Write out the entries below in full, exactly as given.

**** Records for the task

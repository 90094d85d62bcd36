//! HTTP routes for metric set endpoints.

use axum::{
    routing::{delete, get, patch, post},
    Router,
};

use super::handlers::{
    add_metric, create_metric_set, get_metric_set, list_metric_sets, remove_metric,
    update_targets, MetricSetHandlers,
};

/// Creates the metric set router with all endpoints.
pub fn metric_set_routes(handlers: MetricSetHandlers) -> Router {
    Router::new()
        .route("/", post(create_metric_set).get(list_metric_sets))
        .route("/:id", get(get_metric_set))
        .route("/:id/targets", patch(update_targets))
        .route("/:id/metrics", post(add_metric))
        .route("/:id/metrics/:key", delete(remove_metric))
        .with_state(handlers)
}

********

Answer to the problem -
repository 90094d85d62bcd36
//! HTTP routes for metric set endpoints.

use axum::{
    routing::{delete, get, patch, post},
    Router,
};

use super::handlers::{
    add_metric, create_metric_set, get_metric_set, list_metric_sets, remove_metric,
    update_targets, MetricSetHandlers,
};

/// Creates the metric set router with all endpoints.
pub fn metric_set_routes(handlers: MetricSetHandlers) -> Router {
    Router::new()
        .route("/", post(create_metric_set).get(list_metric_sets))
        .route("/:id", get(get_metric_set))
        .route("/:id/targets", patch(update_targets))
        .route("/:id/metrics", post(add_metric))
        .route("/:id/metrics/:key", delete(remove_metric))
        .with_state(handlers)
}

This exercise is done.